Too much ice cream, Cliff? But he can’t tease back, can’t holler over the buzz of the props, can’t even whisper the words of distress into the headset. There’s a drilling in his chest. The sense of something popping in his eye and pinching at the neck and every breath is a punch off beat with the drill—it fires back. How deep it sends him back into himself; how pain conflates all thought with organs and blood and limbs. He feels a thread about to snap, a string tightened to a blade cutting him at the waist—Cliff’s sick—and he straightens for a bit and turns his gaze. The steering column doubles then goes back, and somewhere on the panel a light begins to flash—for help—more urgent now but he can’t get his hand to lift, like the urn he hooked in the Sauk River bed, just a kid trying to fish in the town’s second dumping ground full of cardboard and cans he learned to feel around with the line, dragging the handle of a thing the size and weight of a baby’s body, pot-bellied and blue. He filled that urn with wild rhubarb, a gift to his gram like he’d picked it out at Branches for a dime. But none of this figures now, not the way he’s always maneuvered things; not the quick reflex and the right nerve it took to bomb those MiGs and earn him the title flying ace those years ago; not the hours he’s logged since buzzing folks around the state for a solid day’s pay and the chance to climb the clouds again, a calm not even water, not fishing, can match.

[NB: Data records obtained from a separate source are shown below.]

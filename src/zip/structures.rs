use byteorder::{LittleEndian, ReadBytesExt};
use std::io::{Cursor, Read};

use super::error::ArchiveError;

/// ZIP compression methods
#[derive(Debug, Clone, Copy, PartialEq, Eq)]
pub enum CompressionMethod {
    Stored,
    Deflate,
    Unknown(u16),
}

impl CompressionMethod {
    pub fn from_u16(value: u16) -> Self {
        match value {
            0 => CompressionMethod::Stored,
            8 => CompressionMethod::Deflate,
            _ => CompressionMethod::Unknown(value),
        }
    }

    pub fn as_u16(&self) -> u16 {
        match self {
            CompressionMethod::Stored => 0,
            CompressionMethod::Deflate => 8,
            CompressionMethod::Unknown(v) => *v,
        }
    }
}

/// Local File Header (LFH) - 30 bytes plus name and extra field
pub const LFH_SIGNATURE: &[u8] = b"PK\x03\x04";
pub const LFH_SIZE: usize = 30;

/// Central Directory File Header. Seeing one ends the entry stream.
pub const CDFH_SIGNATURE: &[u8] = b"PK\x01\x02";

/// End of Central Directory. Also the whole content of an empty archive.
pub const EOCD_SIGNATURE: &[u8] = b"PK\x05\x06";

/// Optional signature in front of a data descriptor.
pub const DATA_DESCRIPTOR_SIGNATURE: &[u8] = b"PK\x07\x08";

/// General purpose flag: entry is encrypted.
const FLAG_ENCRYPTED: u16 = 0x0001;

/// General purpose flag: CRC and sizes follow the payload in a data descriptor.
const FLAG_DATA_DESCRIPTOR: u16 = 0x0008;

/// ZIP64 extended information extra field
const ZIP64_EXTRA_ID: u16 = 0x0001;

/// Parsed Local File Header.
///
/// Only the fields the streaming lookup needs are kept. `crc32` and the
/// sizes are zero when [`has_data_descriptor`](Self::has_data_descriptor)
/// is set; the real values then follow the compressed payload.
#[derive(Debug, Clone)]
pub struct LocalFileHeader {
    pub flags: u16,
    pub compression_method: CompressionMethod,
    pub crc32: u32,
    pub compressed_size: u64,
    pub uncompressed_size: u64,
    /// Raw name bytes, compared byte-for-byte against the requested path
    pub file_name: Vec<u8>,
    /// Sizes were widened by a ZIP64 extra field
    pub is_zip64: bool,
}

impl LocalFileHeader {
    /// Read the rest of a header whose signature has already been consumed.
    pub fn read_from<R: Read>(reader: &mut R) -> Result<Self, ArchiveError> {
        let mut fixed = [0u8; LFH_SIZE - 4];
        read_structure(reader, &mut fixed, "local file header")?;

        let mut cursor = Cursor::new(&fixed[..]);
        let _version_needed = cursor.read_u16::<LittleEndian>()?;
        let flags = cursor.read_u16::<LittleEndian>()?;
        let compression_method = cursor.read_u16::<LittleEndian>()?;
        let _last_mod_time = cursor.read_u16::<LittleEndian>()?;
        let _last_mod_date = cursor.read_u16::<LittleEndian>()?;
        let crc32 = cursor.read_u32::<LittleEndian>()?;
        let compressed_size = cursor.read_u32::<LittleEndian>()? as u64;
        let uncompressed_size = cursor.read_u32::<LittleEndian>()? as u64;
        let file_name_length = cursor.read_u16::<LittleEndian>()?;
        let extra_field_length = cursor.read_u16::<LittleEndian>()?;

        let mut file_name = vec![0u8; file_name_length as usize];
        read_structure(reader, &mut file_name, "entry name")?;

        let mut extra = vec![0u8; extra_field_length as usize];
        read_structure(reader, &mut extra, "extra field")?;

        let mut header = Self {
            flags,
            compression_method: CompressionMethod::from_u16(compression_method),
            crc32,
            compressed_size,
            uncompressed_size,
            file_name,
            is_zip64: false,
        };
        header.apply_extra_field(&extra)?;
        Ok(header)
    }

    /// Pick up 64-bit sizes from a ZIP64 extra field.
    ///
    /// Unlike the central directory, the local header carries both sizes in
    /// the ZIP64 field whenever it is present, uncompressed first.
    fn apply_extra_field(&mut self, extra: &[u8]) -> Result<(), ArchiveError> {
        let mut cursor = Cursor::new(extra);
        let end = extra.len() as u64;

        while cursor.position() + 4 <= end {
            let header_id = cursor.read_u16::<LittleEndian>()?;
            let field_size = cursor.read_u16::<LittleEndian>()? as u64;
            let field_end = cursor.position() + field_size;
            if field_end > end {
                return Err(ArchiveError::Corrupt("extra field overruns header".into()));
            }

            if header_id == ZIP64_EXTRA_ID {
                self.is_zip64 = true;
                if cursor.position() + 8 <= field_end {
                    let size = cursor.read_u64::<LittleEndian>()?;
                    if self.uncompressed_size == 0xFFFFFFFF {
                        self.uncompressed_size = size;
                    }
                }
                if cursor.position() + 8 <= field_end {
                    let size = cursor.read_u64::<LittleEndian>()?;
                    if self.compressed_size == 0xFFFFFFFF {
                        self.compressed_size = size;
                    }
                }
            }
            cursor.set_position(field_end);
        }

        Ok(())
    }

    pub fn has_data_descriptor(&self) -> bool {
        self.flags & FLAG_DATA_DESCRIPTOR != 0
    }

    pub fn is_encrypted(&self) -> bool {
        self.flags & FLAG_ENCRYPTED != 0
    }

    /// Name for diagnostics; non-UTF-8 bytes are replaced.
    pub fn name_lossy(&self) -> String {
        String::from_utf8_lossy(&self.file_name).into_owned()
    }
}

/// Trailer written after the payload of entries with deferred sizes.
#[derive(Debug, Clone, Copy, PartialEq, Eq)]
pub struct DataDescriptor {
    pub crc32: u32,
    pub compressed_size: u64,
    pub uncompressed_size: u64,
}

impl DataDescriptor {
    /// Read a data descriptor, with or without its optional signature.
    ///
    /// Sizes are 8 bytes wide when the owning header carried a ZIP64 field.
    pub fn read_from<R: Read>(reader: &mut R, zip64: bool) -> Result<Self, ArchiveError> {
        let mut first = [0u8; 4];
        read_structure(reader, &mut first, "data descriptor")?;

        let crc32 = if &first[..] == DATA_DESCRIPTOR_SIGNATURE {
            let mut crc = [0u8; 4];
            read_structure(reader, &mut crc, "data descriptor")?;
            u32::from_le_bytes(crc)
        } else {
            u32::from_le_bytes(first)
        };

        let mut raw = [0u8; 16];
        let sizes = if zip64 { &mut raw[..] } else { &mut raw[..8] };
        read_structure(reader, sizes, "data descriptor")?;

        let mut cursor = Cursor::new(&sizes[..]);
        let (compressed_size, uncompressed_size) = if zip64 {
            (
                cursor.read_u64::<LittleEndian>()?,
                cursor.read_u64::<LittleEndian>()?,
            )
        } else {
            (
                cursor.read_u32::<LittleEndian>()? as u64,
                cursor.read_u32::<LittleEndian>()? as u64,
            )
        };

        Ok(Self {
            crc32,
            compressed_size,
            uncompressed_size,
        })
    }
}

/// `read_exact` for archive structures: running out of input means the
/// archive is truncated, anything else is a failing source.
pub(crate) fn read_structure<R: Read>(
    reader: &mut R,
    buf: &mut [u8],
    what: &str,
) -> Result<(), ArchiveError> {
    reader.read_exact(buf).map_err(|e| match e.kind() {
        std::io::ErrorKind::UnexpectedEof => ArchiveError::Corrupt(format!("truncated {what}")),
        _ => ArchiveError::from_io(e),
    })
}

#[cfg(test)]
mod tests {
    use super::*;
    use byteorder::WriteBytesExt;

    fn header_bytes(flags: u16, name: &[u8], extra: &[u8]) -> Vec<u8> {
        let mut buf = Vec::new();
        buf.write_u16::<LittleEndian>(20).unwrap();
        buf.write_u16::<LittleEndian>(flags).unwrap();
        buf.write_u16::<LittleEndian>(8).unwrap();
        buf.write_u16::<LittleEndian>(0x6000).unwrap();
        buf.write_u16::<LittleEndian>(0x5821).unwrap();
        buf.write_u32::<LittleEndian>(0xDEADBEEF).unwrap();
        buf.write_u32::<LittleEndian>(0xFFFFFFFF).unwrap();
        buf.write_u32::<LittleEndian>(0xFFFFFFFF).unwrap();
        buf.write_u16::<LittleEndian>(name.len() as u16).unwrap();
        buf.write_u16::<LittleEndian>(extra.len() as u16).unwrap();
        buf.extend_from_slice(name);
        buf.extend_from_slice(extra);
        buf
    }

    #[test]
    fn zip64_extra_field_widens_sizes() {
        let mut extra = Vec::new();
        extra.write_u16::<LittleEndian>(ZIP64_EXTRA_ID).unwrap();
        extra.write_u16::<LittleEndian>(16).unwrap();
        extra.write_u64::<LittleEndian>(5_000_000_000).unwrap();
        extra.write_u64::<LittleEndian>(4_900_000_000).unwrap();

        let bytes = header_bytes(0, b"big.bin", &extra);
        let header = LocalFileHeader::read_from(&mut &bytes[..]).unwrap();

        assert!(header.is_zip64);
        assert_eq!(header.uncompressed_size, 5_000_000_000);
        assert_eq!(header.compressed_size, 4_900_000_000);
        assert_eq!(header.compression_method, CompressionMethod::Deflate);
        assert_eq!(header.name_lossy(), "big.bin");
    }

    #[test]
    fn truncated_header_is_corrupt() {
        let bytes = header_bytes(FLAG_DATA_DESCRIPTOR, b"pages/0.png", &[]);
        let err = LocalFileHeader::read_from(&mut &bytes[..12]).unwrap_err();
        assert!(matches!(err, ArchiveError::Corrupt(_)));
    }

    #[test]
    fn overrunning_extra_field_is_corrupt() {
        let mut extra = Vec::new();
        extra.write_u16::<LittleEndian>(0x7875).unwrap();
        extra.write_u16::<LittleEndian>(40).unwrap();
        extra.extend_from_slice(&[0u8; 4]);

        let bytes = header_bytes(0, b"a.txt", &extra);
        let err = LocalFileHeader::read_from(&mut &bytes[..]).unwrap_err();
        assert!(matches!(err, ArchiveError::Corrupt(_)));
    }

    #[test]
    fn data_descriptor_with_and_without_signature() {
        let mut signed = DATA_DESCRIPTOR_SIGNATURE.to_vec();
        signed.write_u32::<LittleEndian>(7).unwrap();
        signed.write_u32::<LittleEndian>(10).unwrap();
        signed.write_u32::<LittleEndian>(20).unwrap();

        let mut bare = Vec::new();
        bare.write_u32::<LittleEndian>(7).unwrap();
        bare.write_u64::<LittleEndian>(10).unwrap();
        bare.write_u64::<LittleEndian>(20).unwrap();

        let expected = DataDescriptor {
            crc32: 7,
            compressed_size: 10,
            uncompressed_size: 20,
        };
        assert_eq!(DataDescriptor::read_from(&mut &signed[..], false).unwrap(), expected);
        assert_eq!(DataDescriptor::read_from(&mut &bare[..], true).unwrap(), expected);
    }
}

None of it means he can quiet the drilling when it comes; that he can squeeze the blood and breath to lift his hand and set the controls to land; that he can tell them how it works, the only three controls they need to know—steering column, throttle, and brakes—to keep the nose up and lower the plane; to take them all down safely again.
No one knows why the Beechcraft crashed, but the report lists the weather as overcast and misting and above that, the phrase spatial disorientation. My pilot-brother gives this explanation: The body tells you one thing and your instruments another in conditions when you can’t see shit—in daylight, a web of gauze that tricks you like you’re sitting still, some sad parade float come unhitched in the middle of the cloud deck; at night, a haze so thick you forget it’s air, just a dark blanket draped over a cage and you’re the bird, in this case. Look, it messes with your perception, your sense of position in a piston aircraft known for its speed (300 knots at impact—that’s way too fast for a landing), so you tell me: When you’re flying blindly at that rate of speed something’s bound to go wrong; it’s what we call a recipe for emergency, when you can’t see out and up is down and down is (I almost said out) is up—you with me now? That’s why it’s called flying by the seat of your pants when your eyes should be glued to the panel. That’s why neighbors heard the engine whistle; he thought he was climbing when he dove toward the tree line like a glorified missile. He had no business taking off at night without his instrument rating. Weather was shitty, true, but he should’ve known the first rule you learn in aviation: Don’t trust your body. I’ve flown in worse and believe me, the body’s no instrument with an inner ear for a compass. You cannot listen to it. But there he was flying someone else’s husband, someone else’s sons, at that speed in zero visibility, and he must’ve felt it in his bones the plane was climbing, rising to a height where the clouds might break and he could see the approach, the direction home. I don’t know if he knew, or if he fainted. I don’t know if he even realized until it was too late.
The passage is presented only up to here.